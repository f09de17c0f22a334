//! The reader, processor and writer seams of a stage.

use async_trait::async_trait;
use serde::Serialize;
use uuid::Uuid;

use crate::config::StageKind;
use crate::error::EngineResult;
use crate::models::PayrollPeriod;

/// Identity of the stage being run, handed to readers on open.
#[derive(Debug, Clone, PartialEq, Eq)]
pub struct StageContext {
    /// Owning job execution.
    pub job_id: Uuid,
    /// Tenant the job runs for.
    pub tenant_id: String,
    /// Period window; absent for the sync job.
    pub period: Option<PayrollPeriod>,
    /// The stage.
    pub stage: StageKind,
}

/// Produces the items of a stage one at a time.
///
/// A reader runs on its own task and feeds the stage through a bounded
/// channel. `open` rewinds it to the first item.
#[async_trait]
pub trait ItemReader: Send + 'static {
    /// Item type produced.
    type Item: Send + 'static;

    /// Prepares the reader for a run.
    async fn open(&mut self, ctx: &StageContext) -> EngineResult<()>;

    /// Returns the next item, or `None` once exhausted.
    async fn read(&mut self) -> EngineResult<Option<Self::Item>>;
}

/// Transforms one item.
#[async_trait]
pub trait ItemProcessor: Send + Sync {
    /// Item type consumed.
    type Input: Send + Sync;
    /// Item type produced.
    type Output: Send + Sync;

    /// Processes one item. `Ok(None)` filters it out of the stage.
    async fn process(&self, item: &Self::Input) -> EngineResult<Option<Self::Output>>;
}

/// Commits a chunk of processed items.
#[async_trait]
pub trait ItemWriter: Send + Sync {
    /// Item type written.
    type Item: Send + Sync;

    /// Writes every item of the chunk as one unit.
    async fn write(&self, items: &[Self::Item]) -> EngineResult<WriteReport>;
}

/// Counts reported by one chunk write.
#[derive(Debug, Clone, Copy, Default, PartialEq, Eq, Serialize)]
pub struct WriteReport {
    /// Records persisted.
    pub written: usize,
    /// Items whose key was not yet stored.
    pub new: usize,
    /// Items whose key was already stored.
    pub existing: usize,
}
************
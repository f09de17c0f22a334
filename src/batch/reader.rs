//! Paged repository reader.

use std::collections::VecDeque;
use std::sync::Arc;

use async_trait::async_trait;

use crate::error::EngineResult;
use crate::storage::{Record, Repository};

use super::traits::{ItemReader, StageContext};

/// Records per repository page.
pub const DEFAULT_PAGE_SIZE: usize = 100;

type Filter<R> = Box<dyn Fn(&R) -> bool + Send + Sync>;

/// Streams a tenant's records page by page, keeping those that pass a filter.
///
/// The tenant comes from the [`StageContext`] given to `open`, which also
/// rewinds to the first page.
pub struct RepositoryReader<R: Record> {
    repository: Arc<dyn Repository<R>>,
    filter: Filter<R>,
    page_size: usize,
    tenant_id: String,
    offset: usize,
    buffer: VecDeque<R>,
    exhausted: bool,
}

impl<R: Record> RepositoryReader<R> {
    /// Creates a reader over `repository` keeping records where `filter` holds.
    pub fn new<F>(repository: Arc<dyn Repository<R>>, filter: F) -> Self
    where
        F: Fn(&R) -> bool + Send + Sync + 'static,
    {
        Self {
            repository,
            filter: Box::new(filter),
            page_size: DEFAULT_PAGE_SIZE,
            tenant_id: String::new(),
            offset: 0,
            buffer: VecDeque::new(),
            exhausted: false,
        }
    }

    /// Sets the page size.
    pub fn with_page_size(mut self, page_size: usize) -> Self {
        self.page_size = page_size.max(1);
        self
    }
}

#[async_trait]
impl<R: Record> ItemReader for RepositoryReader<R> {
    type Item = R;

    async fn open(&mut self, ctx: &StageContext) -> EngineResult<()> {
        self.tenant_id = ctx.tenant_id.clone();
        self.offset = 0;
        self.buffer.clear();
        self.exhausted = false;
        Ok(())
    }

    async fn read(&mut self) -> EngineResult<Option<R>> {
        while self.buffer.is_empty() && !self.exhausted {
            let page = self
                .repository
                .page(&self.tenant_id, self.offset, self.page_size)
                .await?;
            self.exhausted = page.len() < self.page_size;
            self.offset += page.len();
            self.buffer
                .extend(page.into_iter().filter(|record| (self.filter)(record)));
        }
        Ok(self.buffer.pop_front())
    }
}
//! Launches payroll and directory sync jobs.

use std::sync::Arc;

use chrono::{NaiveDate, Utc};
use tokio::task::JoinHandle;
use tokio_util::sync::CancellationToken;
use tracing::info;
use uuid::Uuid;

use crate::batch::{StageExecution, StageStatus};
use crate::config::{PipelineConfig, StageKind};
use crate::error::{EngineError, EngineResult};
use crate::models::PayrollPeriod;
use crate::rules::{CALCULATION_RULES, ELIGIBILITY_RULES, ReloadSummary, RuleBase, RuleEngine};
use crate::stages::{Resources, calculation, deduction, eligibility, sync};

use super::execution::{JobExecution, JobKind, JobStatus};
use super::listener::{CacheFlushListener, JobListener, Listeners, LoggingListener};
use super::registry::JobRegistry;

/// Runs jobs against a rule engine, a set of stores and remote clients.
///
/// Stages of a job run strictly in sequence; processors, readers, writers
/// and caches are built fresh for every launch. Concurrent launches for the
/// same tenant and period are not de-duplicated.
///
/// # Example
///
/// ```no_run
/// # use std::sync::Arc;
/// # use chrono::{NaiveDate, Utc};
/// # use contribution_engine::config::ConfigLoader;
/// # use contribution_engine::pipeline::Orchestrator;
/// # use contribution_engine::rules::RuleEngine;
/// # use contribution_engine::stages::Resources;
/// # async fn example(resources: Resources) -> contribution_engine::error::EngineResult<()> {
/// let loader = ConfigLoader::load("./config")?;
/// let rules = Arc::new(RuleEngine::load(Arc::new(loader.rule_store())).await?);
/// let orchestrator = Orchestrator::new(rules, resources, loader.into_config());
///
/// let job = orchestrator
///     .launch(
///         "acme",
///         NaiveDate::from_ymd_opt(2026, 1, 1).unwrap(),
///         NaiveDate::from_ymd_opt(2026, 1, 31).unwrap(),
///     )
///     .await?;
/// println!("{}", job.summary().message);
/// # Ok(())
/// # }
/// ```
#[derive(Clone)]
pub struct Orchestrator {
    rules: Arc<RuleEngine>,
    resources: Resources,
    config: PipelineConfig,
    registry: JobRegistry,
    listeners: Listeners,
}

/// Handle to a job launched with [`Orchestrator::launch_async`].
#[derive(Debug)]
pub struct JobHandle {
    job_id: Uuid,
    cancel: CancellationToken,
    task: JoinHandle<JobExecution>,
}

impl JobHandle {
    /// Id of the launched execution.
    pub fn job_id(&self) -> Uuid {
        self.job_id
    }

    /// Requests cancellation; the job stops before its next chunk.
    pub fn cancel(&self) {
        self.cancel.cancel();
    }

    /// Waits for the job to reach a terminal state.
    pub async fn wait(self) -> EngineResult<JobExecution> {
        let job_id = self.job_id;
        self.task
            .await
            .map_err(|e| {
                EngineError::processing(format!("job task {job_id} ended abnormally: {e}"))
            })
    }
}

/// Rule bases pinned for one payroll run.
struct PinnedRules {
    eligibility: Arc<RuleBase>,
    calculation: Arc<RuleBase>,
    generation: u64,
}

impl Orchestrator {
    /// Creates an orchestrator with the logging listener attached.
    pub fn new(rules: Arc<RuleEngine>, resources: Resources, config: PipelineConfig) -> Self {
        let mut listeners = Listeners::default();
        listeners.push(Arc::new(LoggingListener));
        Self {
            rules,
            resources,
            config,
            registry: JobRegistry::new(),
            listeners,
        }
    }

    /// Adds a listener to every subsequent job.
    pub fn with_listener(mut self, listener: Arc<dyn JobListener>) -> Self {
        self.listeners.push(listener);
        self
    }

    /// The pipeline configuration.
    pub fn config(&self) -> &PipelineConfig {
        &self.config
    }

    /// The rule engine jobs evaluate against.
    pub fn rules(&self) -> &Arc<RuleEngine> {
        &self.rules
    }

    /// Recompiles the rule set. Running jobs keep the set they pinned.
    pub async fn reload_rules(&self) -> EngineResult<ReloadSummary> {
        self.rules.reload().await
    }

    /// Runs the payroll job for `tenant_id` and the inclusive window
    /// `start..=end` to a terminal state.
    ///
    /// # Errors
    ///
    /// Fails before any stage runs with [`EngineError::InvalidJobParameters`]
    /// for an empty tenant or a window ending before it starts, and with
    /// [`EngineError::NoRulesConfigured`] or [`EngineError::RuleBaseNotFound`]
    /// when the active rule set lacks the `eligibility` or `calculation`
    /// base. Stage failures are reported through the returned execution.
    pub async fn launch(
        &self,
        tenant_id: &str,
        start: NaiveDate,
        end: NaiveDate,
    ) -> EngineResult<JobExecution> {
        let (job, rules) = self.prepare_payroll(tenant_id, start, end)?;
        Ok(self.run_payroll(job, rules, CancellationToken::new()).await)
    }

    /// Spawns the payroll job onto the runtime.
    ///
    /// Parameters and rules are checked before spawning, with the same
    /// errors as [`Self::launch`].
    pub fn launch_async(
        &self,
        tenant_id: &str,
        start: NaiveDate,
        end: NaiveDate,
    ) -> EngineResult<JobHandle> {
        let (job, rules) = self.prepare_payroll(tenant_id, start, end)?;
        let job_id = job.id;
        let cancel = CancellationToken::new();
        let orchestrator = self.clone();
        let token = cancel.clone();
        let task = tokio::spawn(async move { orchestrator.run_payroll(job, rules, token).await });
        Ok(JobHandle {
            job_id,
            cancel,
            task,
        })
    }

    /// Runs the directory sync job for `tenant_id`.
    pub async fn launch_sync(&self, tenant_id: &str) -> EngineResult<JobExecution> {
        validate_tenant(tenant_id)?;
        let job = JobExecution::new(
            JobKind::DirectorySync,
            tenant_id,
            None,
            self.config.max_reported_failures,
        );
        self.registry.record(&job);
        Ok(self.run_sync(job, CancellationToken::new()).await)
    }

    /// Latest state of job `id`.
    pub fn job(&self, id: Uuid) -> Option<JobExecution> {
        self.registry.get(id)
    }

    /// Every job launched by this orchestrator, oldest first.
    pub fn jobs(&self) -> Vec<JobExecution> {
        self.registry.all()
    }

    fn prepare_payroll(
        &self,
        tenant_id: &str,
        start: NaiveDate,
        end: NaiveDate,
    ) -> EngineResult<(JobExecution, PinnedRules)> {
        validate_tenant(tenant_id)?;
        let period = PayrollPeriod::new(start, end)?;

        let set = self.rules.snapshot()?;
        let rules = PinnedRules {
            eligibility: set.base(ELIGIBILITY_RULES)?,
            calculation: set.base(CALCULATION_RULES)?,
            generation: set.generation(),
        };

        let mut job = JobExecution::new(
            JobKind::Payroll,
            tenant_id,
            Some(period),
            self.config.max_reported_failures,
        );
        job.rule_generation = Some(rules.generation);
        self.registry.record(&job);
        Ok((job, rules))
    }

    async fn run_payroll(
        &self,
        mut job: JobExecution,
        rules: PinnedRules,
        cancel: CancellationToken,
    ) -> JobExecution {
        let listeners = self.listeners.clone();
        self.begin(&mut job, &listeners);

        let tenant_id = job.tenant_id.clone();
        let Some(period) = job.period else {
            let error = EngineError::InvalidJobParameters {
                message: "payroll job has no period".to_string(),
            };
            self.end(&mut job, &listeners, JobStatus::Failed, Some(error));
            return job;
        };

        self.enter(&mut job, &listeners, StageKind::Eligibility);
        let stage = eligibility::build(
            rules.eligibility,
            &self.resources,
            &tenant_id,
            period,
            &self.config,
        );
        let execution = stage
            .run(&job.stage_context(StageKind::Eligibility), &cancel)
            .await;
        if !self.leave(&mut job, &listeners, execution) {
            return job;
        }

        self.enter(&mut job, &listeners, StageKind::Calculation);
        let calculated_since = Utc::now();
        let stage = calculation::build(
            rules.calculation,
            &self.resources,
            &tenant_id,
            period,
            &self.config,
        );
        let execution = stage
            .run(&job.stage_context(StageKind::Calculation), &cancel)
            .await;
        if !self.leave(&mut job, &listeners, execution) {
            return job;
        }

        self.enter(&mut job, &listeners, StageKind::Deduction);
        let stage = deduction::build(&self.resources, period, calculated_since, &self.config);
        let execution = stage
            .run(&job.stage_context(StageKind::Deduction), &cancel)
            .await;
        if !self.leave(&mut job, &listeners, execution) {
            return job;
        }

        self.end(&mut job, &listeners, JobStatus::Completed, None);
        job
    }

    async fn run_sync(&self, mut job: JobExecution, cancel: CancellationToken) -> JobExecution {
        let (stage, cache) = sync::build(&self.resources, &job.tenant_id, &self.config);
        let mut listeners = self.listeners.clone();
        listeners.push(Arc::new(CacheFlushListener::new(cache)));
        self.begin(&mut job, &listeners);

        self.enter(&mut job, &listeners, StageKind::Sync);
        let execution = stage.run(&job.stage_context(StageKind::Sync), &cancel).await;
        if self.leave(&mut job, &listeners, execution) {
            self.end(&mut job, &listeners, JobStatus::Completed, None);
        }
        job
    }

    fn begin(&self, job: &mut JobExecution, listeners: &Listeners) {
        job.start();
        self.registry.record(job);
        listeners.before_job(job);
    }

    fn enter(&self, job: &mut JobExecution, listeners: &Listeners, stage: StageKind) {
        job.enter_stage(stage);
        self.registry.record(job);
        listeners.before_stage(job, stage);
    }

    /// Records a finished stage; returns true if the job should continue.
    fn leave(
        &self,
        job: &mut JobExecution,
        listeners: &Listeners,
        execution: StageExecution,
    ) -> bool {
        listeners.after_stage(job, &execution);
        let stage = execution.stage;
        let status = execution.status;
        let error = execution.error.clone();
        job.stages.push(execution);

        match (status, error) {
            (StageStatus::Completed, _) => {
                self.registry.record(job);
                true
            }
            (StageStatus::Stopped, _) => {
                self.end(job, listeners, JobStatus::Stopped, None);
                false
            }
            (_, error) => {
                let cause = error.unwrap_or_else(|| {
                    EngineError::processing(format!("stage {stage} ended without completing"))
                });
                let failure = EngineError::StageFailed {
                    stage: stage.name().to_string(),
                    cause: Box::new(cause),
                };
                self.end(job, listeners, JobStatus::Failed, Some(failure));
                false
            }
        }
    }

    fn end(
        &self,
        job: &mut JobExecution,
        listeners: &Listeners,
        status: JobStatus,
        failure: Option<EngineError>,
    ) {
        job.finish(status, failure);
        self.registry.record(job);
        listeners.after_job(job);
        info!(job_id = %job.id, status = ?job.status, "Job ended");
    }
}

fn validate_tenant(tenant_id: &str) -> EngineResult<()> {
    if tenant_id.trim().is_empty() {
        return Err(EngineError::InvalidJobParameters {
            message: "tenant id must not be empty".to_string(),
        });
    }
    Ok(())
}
************
Lines of the listing above that include the string "PipelineConfig" should each be copied.

Expected answer →
use crate::config::{PipelineConfig, StageKind};
    config: PipelineConfig,
    pub fn new(rules: Arc<RuleEngine>, resources: Resources, config: PipelineConfig) -> Self {
    pub fn config(&self) -> &PipelineConfig {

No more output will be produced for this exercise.